In our series, addition of definitive radiotherapy to CT was associated with better OS when compared with CT alone in LAPC. Definitive radiotherapy should remain a treatment option for LAPC, but optimal selection criteria remain unclear.
LAP07 随机试验对局部晚期胰腺癌(LAPC)的现代放射治疗(RT)作用提出了质疑。然而,化疗和 RT 的进步限制了 LAP07 结果在当前临床实践中的应用。在这里,我们利用国家癌症数据库(NCDB)来评估接受化疗治疗的 LAPC 患者接受 RT 的效果。

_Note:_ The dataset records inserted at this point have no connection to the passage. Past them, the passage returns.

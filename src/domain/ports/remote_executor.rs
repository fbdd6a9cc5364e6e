//! RemoteExecutor port - abstraction over running commands on other machines
//!
//! Use cases talk to hosts only through this trait, so they can be driven by
//! the SSH adapter in production and a scripted fake in tests.

use thiserror::Error;

use crate::domain::entities::SshEndpoint;

/// Captured result of one remote command
#[derive(Debug, Clone, Default, PartialEq, Eq)]
pub struct ExecOutput {
    /// Exit status; -1 when the process was killed by a signal
    pub exit_code: i32,
    pub stdout: String,
    pub stderr: String,
}

impl ExecOutput {
    pub fn ok(stdout: impl Into<String>) -> Self {
        Self {
            exit_code: 0,
            stdout: stdout.into(),
            stderr: String::new(),
        }
    }

    pub fn failed(exit_code: i32, stderr: impl Into<String>) -> Self {
        Self {
            exit_code,
            stdout: String::new(),
            stderr: stderr.into(),
        }
    }

    pub fn success(&self) -> bool {
        self.exit_code == 0
    }
}

/// Transport-level failure
#[derive(Error, Debug)]
pub enum RemoteError {
    /// ssh/scp could not be started at all
    #[error("failed to launch {program}: {source}")]
    Spawn {
        program: &'static str,
        #[source]
        source: std::io::Error,
    },

    /// A command that must succeed (e.g. reading a file) returned non-zero
    #[error("`{command}` on {destination} exited with status {exit_code}")]
    CommandFailed {
        destination: String,
        command: String,
        exit_code: i32,
        stderr: String,
    },

    /// Host-to-host copy returned non-zero
    #[error("copy {from} -> {to} failed with status {exit_code}")]
    TransferFailed {
        from: String,
        to: String,
        exit_code: i32,
        stderr: String,
    },
}

impl RemoteError {
    /// Exit status of the failed remote operation, if it ran
    pub fn exit_code(&self) -> i32 {
        match self {
            RemoteError::Spawn { .. } => -1,
            RemoteError::CommandFailed { exit_code, .. }
            | RemoteError::TransferFailed { exit_code, .. } => *exit_code,
        }
    }

    pub fn stderr(&self) -> Option<&str> {
        match self {
            RemoteError::Spawn { .. } => None,
            RemoteError::CommandFailed { stderr, .. }
            | RemoteError::TransferFailed { stderr, .. } => Some(stderr),
        }
    }
}

/// Runs commands and moves files on remote hosts
///
/// Every call blocks until the remote side finishes. Implementations own
/// any connection-level concerns (auth, timeouts); callers never retry.
pub trait RemoteExecutor {
    /// Run `command` on `host`.
    ///
    /// Returns the captured output whatever the exit status; errors only
    /// when the command could not be run.
    fn execute(&self, host: &SshEndpoint, command: &str) -> Result<ExecOutput, RemoteError>;

    /// Copy `source_path` on `source` to `dest_path` on `dest`
    fn copy_between(
        &self,
        source: &SshEndpoint,
        source_path: &str,
        dest: &SshEndpoint,
        dest_path: &str,
    ) -> Result<(), RemoteError>;

    /// Read a text file from `host`
    fn read_file(&self, host: &SshEndpoint, path: &str) -> Result<String, RemoteError>;
}

impl<T: RemoteExecutor + ?Sized> RemoteExecutor for &T {
    fn execute(&self, host: &SshEndpoint, command: &str) -> Result<ExecOutput, RemoteError> {
        (**self).execute(host, command)
    }

    fn copy_between(
        &self,
        source: &SshEndpoint,
        source_path: &str,
        dest: &SshEndpoint,
        dest_path: &str,
    ) -> Result<(), RemoteError> {
        (**self).copy_between(source, source_path, dest, dest_path)
    }

    fn read_file(&self, host: &SshEndpoint, path: &str) -> Result<String, RemoteError> {
        (**self).read_file(host, path)
    }
}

使用 NCDB,分析了 2004 年至 2014 年美国癌症联合委员会(AJCC)临床分期为 T2-4、N0-1、M0 腺癌的胰腺患者。患者分为单纯化疗(CT)和放化疗(CRT)两组。接受明确 RT 的患者(定义为至少 20 个分次或每个分次≥5 Gy[即立体定向体部放射治疗(SBRT)])被归入 CRT 组。采用倾向评分匹配(PSM)和 landmark 分析分别解决选择偏倚和领先时间偏倚。
共有 13004 例患者符合纳入标准,其中 7034 例(54%)接受 CT,5970 例(46%)接受 CRT。PSM 后,每组仍有 5215 例患者。与单独 CT 相比,CRT 组的总生存(OS)更好,中位和 1 年 OS 分别为 12 个月和 10 个月,50%和 41%(p<0.001)。多变量分析显示,与单独 CT 相比,CRT 与 OS 改善相关,风险比为 0.79(95%置信区间 0.76-0.83)。
在我们的系列研究中,与单独 CT 相比,LAPC 患者在接受 CT 加根治性放疗后 OS 更好。根治性放疗仍应作为 LAPC 的一种治疗选择,但最佳选择标准仍不明确。